__ACTIVITY__.
After locating the line that contains "pub fn build(self)" in the data below, set down exactly that line and each one after it through the line that contains "for param in", and nothing more.

Records from a dataset
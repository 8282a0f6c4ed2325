//! Request shaping: from an operation and its arguments to an [`HttpRequest`].
//!
//! Shaping is the only place where a call's wire form is decided. Every
//! calling convention goes through [`RequestBuilder::build`], so the async,
//! blocking, raw, and wrapped forms of one logical call put identical bytes
//! on the wire.
//!
//! Order of query parameters: `api-version` first (when the operation takes
//! it), then the caller's options in insertion order.

use urlencoding::encode;

use crate::descriptor::{BodyKind, Method, API_VERSION};
use crate::error::Error;
use crate::operation::Operation;
use crate::options::{ErrorPolicy, RequestOptions};
use crate::payload::{Payload, JSON_CONTENT_TYPE};

/// A fully shaped HTTP request, relative to the catalog endpoint.
#[derive(Debug, Clone, PartialEq, Eq)]
pub struct HttpRequest {
    pub method: Method,
    /// Expanded, percent-encoded path, e.g. `/api/atlas/v2/lineage/abc`.
    pub path: String,
    pub query: Vec<(String, String)>,
    pub headers: Vec<(String, String)>,
    pub body: Option<Payload>,
}

impl HttpRequest {
    /// `name=value` pairs joined with `&`, percent-encoded.
    pub fn query_string(&self) -> String {
        self.query
            .iter()
            .map(|(n, v)| format!("{}={}", encode(n), encode(v)))
            .collect::<Vec<_>>()
            .join("&")
    }

    /// Path plus query string, as it appears after the endpoint.
    pub fn path_and_query(&self) -> String {
        if self.query.is_empty() {
            self.path.clone()
        } else {
            format!("{}?{}", self.path, self.query_string())
        }
    }

    pub fn header(&self, name: &str) -> Option<&str> {
        self.headers
            .iter()
            .find(|(n, _)| n.eq_ignore_ascii_case(name))
            .map(|(_, v)| v.as_str())
    }
}

/// A shaped request plus the per-call handling the executor needs.
#[derive(Debug, Clone, PartialEq, Eq)]
pub struct PreparedRequest {
    pub operation: Operation,
    pub request: HttpRequest,
    pub error_policy: ErrorPolicy,
}

/// Collects the arguments of one call and shapes the request.
#[derive(Debug, Clone)]
pub struct RequestBuilder {
    operation: Operation,
    path_args: Vec<(String, String)>,
    body: Option<Payload>,
    api_version: Option<String>,
    options: RequestOptions,
}

impl RequestBuilder {
    pub fn new(operation: Operation) -> Self {
        Self {
            operation,
            path_args: Vec::new(),
            body: None,
            api_version: None,
            options: RequestOptions::default(),
        }
    }

    /// Value for a `{name}` placeholder in the path template.
    pub fn path_param(mut self, name: impl Into<String>, value: impl Into<String>) -> Self {
        self.path_args.push((name.into(), value.into()));
        self
    }

    pub fn body(mut self, payload: Payload) -> Self {
        self.body = Some(payload);
        self
    }

    /// API version used when the operation carries `api-version`.
    /// An `api-version` set through the options takes precedence.
    pub fn api_version(mut self, version: impl Into<String>) -> Self {
        self.api_version = Some(version.into());
        self
    }

    pub fn options(mut self, options: RequestOptions) -> Self {
        self.options = self.options.merge(options);
        self
    }

    /// Shape the request, or report the first caller error found.
    pub fn build(self) -> Result<PreparedRequest, Error> {
        let descriptor = self.operation.descriptor();
        let name = descriptor.name;

        let mut path = descriptor.path.to_string();
        for param in descriptor.path_params() {
            let value = self
                .path_args
                .iter()
                .find(|(n, _)| n == param)
                .map(|(_, v)| v.as_str())
                .ok_or_else(|| Error::MissingParameter {
                    operation: name,
                    parameter: param.to_string(),
                })?;
            if value.trim().is_empty() {
                return Err(Error::InvalidParameter {
                    operation: name,
                    parameter: param.to_string(),
                    reason: "must not be empty".into(),
                });
            }
            path = path.replace(&format!("{{{param}}}"), &encode(value));
        }

        let mut query = Vec::with_capacity(self.options.query().len() + 1);
        if descriptor.takes_api_version() {
            let version = self
                .options
                .get_query(API_VERSION)
                .map(str::to_string)
                .or(self.api_version)
                .ok_or_else(|| Error::MissingParameter {
                    operation: name,
                    parameter: API_VERSION.to_string(),
                })?;
            query.push((API_VERSION.to_string(), version));
        }
        query.extend(
            self.options
                .query()
                .iter()
                .filter(|(n, _)| !(descriptor.takes_api_version() && n == API_VERSION))
                .cloned(),
        );

        for required in descriptor.query.iter().filter(|p| p.required) {
            if !query.iter().any(|(n, _)| n == required.name) {
                return Err(Error::MissingParameter {
                    operation: name,
                    parameter: required.name.to_string(),
                });
            }
        }

        if matches!(descriptor.body, BodyKind::Json(_)) && self.body.is_none() {
            return Err(Error::MissingBody { operation: name });
        }

        let mut headers = vec![("accept".to_string(), JSON_CONTENT_TYPE.to_string())];
        if let Some(body) = &self.body {
            let content_type = body.content_type().unwrap_or(JSON_CONTENT_TYPE);
            headers.push(("content-type".to_string(), content_type.to_string()));
        }
        for (n, v) in self.options.headers() {
            match headers.iter_mut().find(|(h, _)| h.eq_ignore_ascii_case(n)) {
                Some(slot) => slot.1 = v.clone(),
                None => headers.push((n.clone(), v.clone())),
            }
        }

        Ok(PreparedRequest {
            operation: self.operation,
            request: HttpRequest {
                method: descriptor.method,
                path,
                query,
                headers,
                body: self.body,
            },
            error_policy: self.options.get_error_policy(),
        })
    }
}

#[cfg(test)]
mod tests {
    use super::*;
    use serde_json::json;

    fn pairs(items: &[(&str, &str)]) -> Vec<(String, String)> {
        items
            .iter()
            .map(|(a, b)| (a.to_string(), b.to_string()))
            .collect()
    }

    #[test]
    fn lineage_graph_request_shape() {
        let prepared = RequestBuilder::new(Operation::GetLineageGraph)
            .path_param("guid", "a1b2")
            .api_version("2021-05-01-preview")
            .options(
                RequestOptions::new()
                    .query_param("direction", "BOTH")
                    .query_param("depth", 3),
            )
            .build()
            .unwrap();

        let req = prepared.request;
        assert_eq!(req.method, Method::Get);
        assert_eq!(req.path, "/api/atlas/v2/lineage/a1b2");
        // getLineageGraph does not carry api-version.
        assert_eq!(req.query, pairs(&[("direction", "BOTH"), ("depth", "3")]));
        assert_eq!(req.body, None);
        assert_eq!(req.header("accept"), Some("application/json"));
        assert_eq!(req.header("content-type"), None);
    }

    #[test]
    fn missing_direction_is_rejected_locally() {
        for op in [Operation::GetLineageGraph, Operation::NextPageLineage] {
            let err = RequestBuilder::new(op)
                .path_param("guid", "a1b2")
                .api_version("v")
                .options(RequestOptions::new().query_param("depth", 2))
                .build()
                .unwrap_err();
            assert!(
                matches!(err, Error::MissingParameter { ref parameter, .. } if parameter == "direction"),
                "{op}: {err}"
            );
        }
    }

    #[test]
    fn api_version_comes_first() {
        let req = RequestBuilder::new(Operation::NextPageLineage)
            .path_param("guid", "g")
            .api_version("2021-05-01-preview")
            .options(
                RequestOptions::new()
                    .query_param("direction", "INPUT")
                    .query_param("offset", 20)
                    .query_param("limit", 10),
            )
            .build()
            .unwrap()
            .request;
        assert_eq!(req.path, "/api/lineage/g/next/");
        assert_eq!(
            req.path_and_query(),
            "/api/lineage/g/next/?api-version=2021-05-01-preview&direction=INPUT&offset=20&limit=10"
        );
    }

    #[test]
    fn api_version_from_options_overrides_client_default() {
        let req = RequestBuilder::new(Operation::Query)
            .api_version("old")
            .body(Payload::from(json!({"keywords": "x"})))
            .options(RequestOptions::new().query_param("api-version", "new"))
            .build()
            .unwrap()
            .request;
        assert_eq!(req.query, pairs(&[("api-version", "new")]));
    }

    #[test]
    fn api_version_is_required_where_declared() {
        let err = RequestBuilder::new(Operation::GetTermTemplateDefByName)
            .path_param("name", "Glossary1")
            .build()
            .unwrap_err();
        assert!(matches!(err, Error::MissingParameter { ref parameter, .. } if parameter == "api-version"));
    }

    #[test]
    fn path_params_are_percent_encoded() {
        let req = RequestBuilder::new(Operation::GetTypeDefinitionByName)
            .path_param("name", "azure_sql table/v2")
            .build()
            .unwrap()
            .request;
        assert_eq!(
            req.path,
            "/api/atlas/v2/types/typedef/name/azure_sql%20table%2Fv2"
        );
    }

    #[test]
    fn empty_path_param_is_invalid() {
        let err = RequestBuilder::new(Operation::GetRelationship)
            .path_param("guid", "  ")
            .build()
            .unwrap_err();
        assert!(matches!(err, Error::InvalidParameter { .. }));
    }

    #[test]
    fn missing_path_param() {
        let err = RequestBuilder::new(Operation::DeleteRelationship)
            .build()
            .unwrap_err();
        assert!(matches!(err, Error::MissingParameter { ref parameter, .. } if parameter == "guid"));
    }

    #[test]
    fn body_operations_need_a_body() {
        let err = RequestBuilder::new(Operation::CreateTypeDefinitions)
            .build()
            .unwrap_err();
        assert!(matches!(err, Error::MissingBody { operation: "createTypeDefinitions" }));
    }

    #[test]
    fn body_is_passed_through_with_content_type() {
        let raw = br#"{"enumDefs":[{"name":"e","elementDefs":[{"value":"A","ordinal":1}]}]}"#;
        let req = RequestBuilder::new(Operation::DeleteTypeDefinitions)
            .body(Payload::from_json_bytes(raw.to_vec()))
            .build()
            .unwrap()
            .request;
        assert_eq!(req.method, Method::Delete);
        assert_eq!(req.body.as_ref().unwrap().as_bytes(), raw);
        assert_eq!(req.header("content-type"), Some("application/json"));
    }

    #[test]
    fn option_headers_override_defaults() {
        let req = RequestBuilder::new(Operation::ListTypeDefinitionHeaders)
            .options(
                RequestOptions::new()
                    .header("Accept", "application/json;odata=minimal")
                    .header("x-ms-client-request-id", "r-1")
                    .error_policy(ErrorPolicy::Return),
            )
            .build()
            .unwrap();
        assert_eq!(
            req.request.header("accept"),
            Some("application/json;odata=minimal")
        );
        assert_eq!(req.request.headers.len(), 2);
        assert_eq!(req.error_policy, ErrorPolicy::Return);
    }
}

__EXERCISE RESPONSE__.
    pub fn build(self) -> Result<PreparedRequest, Error> {
        let descriptor = self.operation.descriptor();
        let name = descriptor.name;

        let mut path = descriptor.path.to_string();
        for param in descriptor.path_params() {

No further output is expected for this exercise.